Water is generally not safe to drink, so it is best to buy bottled or boil.
Medical facilities in Belize are limited. Serious medical cases are normally evacuated to the United States at the patient’s expense. Make sure you have adequate travel health insurance and accessible funds to cover the cost of any medical treatment abroad and repatriation.
Mosquito borne viruses are present in Belize, so you should take steps to avoid being bitten by mosquitoes. Always contact your GP around 8 weeks before your trip to check whether you need any vaccinations or other preventive measures. Visit here for Recommended Vaccinations and read here for more about Travelling Health In General
Weather & Time To Go
The hurricane season in Belize normally runs from June to November. The climate is tropical, so very hot and humid throughout the year. It is best to visit in the dry season; January to May.
Internet and wifi is widespread and accessible in most hostels. Local pay-as-you-go SIM cards for your mobile phone and international calling cards are cheaply available.
Dangers And Considerations
Thieves, pickpockets and scam artists commonly operate in tourist areas and cities. The majority of muggings are in Belize City, but crime occurs in all districts including tourist spots like San Pedro, Caye Caulker and Placencia. Avoid dark alleys, keep valuables out of sight and don’t wear jewellery. If possible travel in groups and use a qualified guide for trips off the beaten track.
Don’t become involved with drugs of any kind; possession is considered a serious crime in Belize and can lead to a fine and/or imprisonment.
Protests are common, you should avoid all public gatherings and mass demonstrations, as they can sometimes turn violent.
There is a departure tax of US$35, which can be paid only in US dollars or with a credit/ debit card. It is included in some air tickets.

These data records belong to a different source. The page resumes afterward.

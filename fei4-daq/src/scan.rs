//! The external trigger scan driver
//!
//! Configures the enable/hitbus masks for the selected
//! column/row window, arms the trigger FSM and runs the
//! polling loop until one of the stop conditions fires.
//!
//! Stop conditions, checked once per iteration in priority
//! order:
//!   1. RX desync or nonzero error/discard counters
//!   2. configured trigger maximum reached
//!   3. wall clock scan timeout
//!   4. no data for timeout_no_data seconds - but only after
//!      the first data has been seen, a scan on a slow
//!      external source must not die before anything happens

use std::fmt;
use std::sync::{Arc,
                Mutex};
use std::sync::atomic::{AtomicBool,
                        Ordering};
use std::thread;
use std::time::{Duration,
                Instant};

use indicatif::{ProgressBar,
                ProgressStyle};

use fei4_dataclasses::errors::{SerializationError,
                               TransportError};
use fei4_dataclasses::io::{RawRecordReader,
                           RawRecordWriter};
use fei4_dataclasses::words::ChipFlavor;
use fei4_dataclasses::WordInterpreter;

use crate::bus::FeBus;
use crate::channel::{ChannelError,
                     CommandChannel};
use crate::chipregs::RegisterModel;
use crate::commands::{build_commands,
                      ChipOp};
use crate::masks::{MaskOp,
                   PixelMask};
use crate::readout::ReadoutLoop;

/// Scan parameters, loadable from the settings file
#[derive(Debug, Clone, PartialEq, serde::Deserialize, serde::Serialize)]
pub struct ScanConfig {
  /// 0: lemo only, 1: tlu no handshake, 2: tlu simple
  /// handshake, 3: tlu data handshake
  pub trigger_mode      : u8,
  /// chip Trig_Lat value
  pub trigger_latency   : u16,
  /// zero bits between external trigger and LV1
  pub trigger_delay     : u16,
  /// consecutive bcid windows per trigger (0 means 16)
  pub trig_count        : u8,
  /// 1-based inclusive column window
  pub col_span          : [u8; 2],
  /// 1-based inclusive row window
  pub row_span          : [u16; 2],
  /// seconds without data before the run stops, once data
  /// has been seen
  pub timeout_no_data   : f64,
  /// wall clock budget for the whole scan, seconds
  pub scan_timeout      : f64,
  /// stop when this many triggers have been collected
  pub max_triggers      : u32,
  pub enable_hitbus     : bool,
  pub enable_tdc        : bool,
  /// poll interval of the scan loop and the readout, seconds
  pub readout_interval  : f64,
  /// graceful FIFO drain budget when the readout stops, seconds
  pub readout_stop_timeout : f64,
  /// push the scan deadline by the scheduler jitter while
  /// the system has been idle for more than 10 s (soft
  /// policy, see DESIGN.md)
  pub extend_scan_timeout_when_idle : bool,
}
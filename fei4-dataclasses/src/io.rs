//! The append-only raw record file
//!
//! Chunks from the readout queue are written sequentially,
//! each as a framed block of its raw words plus the chunk
//! metadata. An optional set of scan parameter values (keyed
//! by names fixed at file creation) rides along with every
//! chunk.
//!
//! The reader restores the chunk sequence together with the
//! cumulative word-index metadata table.

use std::fs::File;
use std::io::{Read,
              Write};
use std::path::Path;

use chrono::{DateTime,
             Utc};

use crate::chunk::{ChunkMeta,
                   RawWordChunk};
use crate::serialization::{parse_u8,
                           parse_u16,
                           parse_u32,
                           parse_f64,
                           Serialization,
                           SerializationError,
                           HEAD,
                           TAIL};

/// Identifies a raw record file, first bytes after the header marker
pub const FILE_MAGIC   : u32 = 0x46344257; // "F4BW"
pub const FILE_VERSION : u16 = 1;

/// The timestamp format for human readable file names
pub static HUMAN_TIMESTAMP_FORMAT : &str = "%y%m%d_%H%M%S";

/// A standardized name for raw record files
///
/// # Arguments
///
/// * scan_id : short identifier of the scan type,
///             e.g. "ext_trigger_scan"
/// * run     : run number
pub fn get_runfilename(scan_id : &str, run : u32) -> String {
  let now : DateTime<Utc> = Utc::now();
  let ts = now.format(HUMAN_TIMESTAMP_FORMAT).to_string();
  format!("{}_{}_run{:04}.f4raw", ts, scan_id, run)
}

/// Sequential writer for raw word chunks
///
/// Chunks are appended one at a time and synced to disk on
/// `flush`. The writer keeps the metadata table with the
/// cumulative word indices in memory.
pub struct RawRecordWriter {
  file                : File,
  pub file_path       : String,
  /// scan parameter names, fixed at file creation
  scan_parameters     : Vec<String>,
  meta                : Vec<ChunkMeta>,
  n_words             : u64,
}

impl RawRecordWriter {

  pub fn new(file_path : &str,
             scan_parameters : &[String])
    -> Result<Self, SerializationError> {
    info!("Opening new raw record file {}", file_path);
    let mut file = File::create(file_path)?;
    let mut header = Vec::<u8>::new();
    header.extend_from_slice(&HEAD.to_le_bytes());
    header.extend_from_slice(&FILE_MAGIC.to_le_bytes());
    header.extend_from_slice(&FILE_VERSION.to_le_bytes());
    header.extend_from_slice(&(scan_parameters.len() as u8).to_le_bytes());
    for name in scan_parameters {
      header.extend_from_slice(&(name.len() as u8).to_le_bytes());
      header.extend_from_slice(name.as_bytes());
    }
    header.extend_from_slice(&TAIL.to_le_bytes());
    file.write_all(&header)?;
    Ok(Self {
      file,
      file_path       : String::from(file_path),
      scan_parameters : scan_parameters.to_vec(),
      meta            : Vec::<ChunkMeta>::new(),
      n_words         : 0,
    })
  }

  /// Append one chunk together with the current scan
  /// parameter values
  ///
  /// The number of values has to match the parameter names
  /// declared at file creation; missing values are recorded
  /// as NaN.
  pub fn append(&mut self,
                chunk       : &RawWordChunk,
                scan_values : &[f64]) -> Result<(), SerializationError> {
    if scan_values.len() != self.scan_parameters.len() {
      warn!("Got {} scan parameter values but {} declared names",
            scan_values.len(), self.scan_parameters.len());
    }
    self.file.write_all(&chunk.to_bytestream())?;
    if !self.scan_parameters.is_empty() {
      let mut block = Vec::<u8>::with_capacity(4 + 8*self.scan_parameters.len());
      block.extend_from_slice(&HEAD.to_le_bytes());
      for idx in 0..self.scan_parameters.len() {
        let value = scan_values.get(idx).copied().unwrap_or(f64::NAN);
        block.extend_from_slice(&value.to_le_bytes());
      }
      block.extend_from_slice(&TAIL.to_le_bytes());
      self.file.write_all(&block)?;
    }
    self.meta.push(ChunkMeta::from_chunk(chunk, self.n_words));
    self.n_words += chunk.words.len() as u64;
    Ok(())
  }

  pub fn flush(&mut self) -> Result<(), SerializationError> {
    self.file.flush()?;
    Ok(())
  }

  pub fn meta(&self) -> &[ChunkMeta] {
    &self.meta
  }

  pub fn n_chunks(&self) -> usize {
    self.meta.len()
  }

  pub fn n_words(&self) -> u64 {
    self.n_words
  }
}

/// Reader for raw record files
///
/// Restores chunks in order and accumulates the metadata
/// table with cumulative word indices while reading.
pub struct RawRecordReader {
  stream          : Vec<u8>,
  pos             : usize,
  scan_parameters : Vec<String>,
  meta            : Vec<ChunkMeta>,
  n_words         : u64,
}

impl RawRecordReader {

  pub fn new(file_path : &str) -> Result<Self, SerializationError> {
    let path = Path::new(file_path);
    let mut file = File::open(path)?;
    let mut stream = Vec::<u8>::new();
    file.read_to_end(&mut stream)?;
    let mut pos = 0usize;
    if parse_u16(&stream, &mut pos)? != HEAD {
      return Err(SerializationError::HeadInvalid);
    }
    if parse_u32(&stream, &mut pos)? != FILE_MAGIC {
      return Err(SerializationError::HeadInvalid);
    }
    let version = parse_u16(&stream, &mut pos)?;
    if version != FILE_VERSION {
      warn!("Raw record file version {} read by code for version {}",
            version, FILE_VERSION);
    }
    let n_params = parse_u8(&stream, &mut pos)? as usize;
    let mut scan_parameters = Vec::<String>::with_capacity(n_params);
    for _ in 0..n_params {
      let len = parse_u8(&stream, &mut pos)? as usize;
      if pos + len > stream.len() {
        return Err(SerializationError::StreamTooShort);
      }
      let name = String::from_utf8_lossy(&stream[pos..pos+len]).to_string();
      pos += len;
      scan_parameters.push(name);
    }
    if parse_u16(&stream, &mut pos)? != TAIL {
      return Err(SerializationError::TailInvalid);
    }
    Ok(Self {
      stream,
      pos,
      scan_parameters,
      meta    : Vec::<ChunkMeta>::new(),
      n_words : 0,
    })
  }

  pub fn scan_parameters(&self) -> &[String] {
    &self.scan_parameters
  }

  /// Read the next chunk and its scan parameter values.
  /// Returns Ok(None) at a clean end of file.
  pub fn next_chunk(&mut self)
    -> Result<Option<(RawWordChunk, Vec<f64>)>, SerializationError> {
    if self.pos >= self.stream.len() {
      return Ok(None);
    }
    let chunk = RawWordChunk::from_bytestream(&self.stream, &mut self.pos)?;
    let mut values = Vec::<f64>::with_capacity(self.scan_parameters.len());
    if !self.scan_parameters.is_empty() {
      if parse_u16(&self.stream, &mut self.pos)? != HEAD {
        return Err(SerializationError::HeadInvalid);
      }
      for _ in 0..self.scan_parameters.len() {
        values.push(parse_f64(&self.stream, &mut self.pos)?);
      }
      if parse_u16(&self.stream, &mut self.pos)? != TAIL {
        return Err(SerializationError::TailInvalid);
      }
    }
    self.meta.push(ChunkMeta::from_chunk(&chunk, self.n_words));
    self.n_words += chunk.words.len() as u64;
    Ok(Some((chunk, values)))
  }

  /// Metadata rows of all chunks read so far
  pub fn meta(&self) -> &[ChunkMeta] {
    &self.meta
  }
}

Check local weather forecasts and only use registered and licensed operators before undertaking adventure sport activities, including snorkelling and diving; some operators in Belize have inadequate safety precautions.
Dangers constantly change. Always check with your foreign office (British Foreign Office webpage) or travel advice bureau for the latest information regarding your destinations safety.
Many Belizeans are devout Christians; visitors should be mindful of their opinions and ideas that may cause offense. Sundays are considered an important time for relaxation.
Overt homosexuality is generally considered to be socially unacceptable and some homosexual acts are illegal.
Recommended For Further Information
Central America On A Shoestring: Lonely Planet
If you are heading to multiple destinations in Central America I highly recommend picking up a copy of Lonely Planet's; Central America On A Shoestring. It provides the most relevant, up-to-date advice on what to see and skip, what hidden discoveries await you, where to stay, and how to optimise your budget for an extended trip...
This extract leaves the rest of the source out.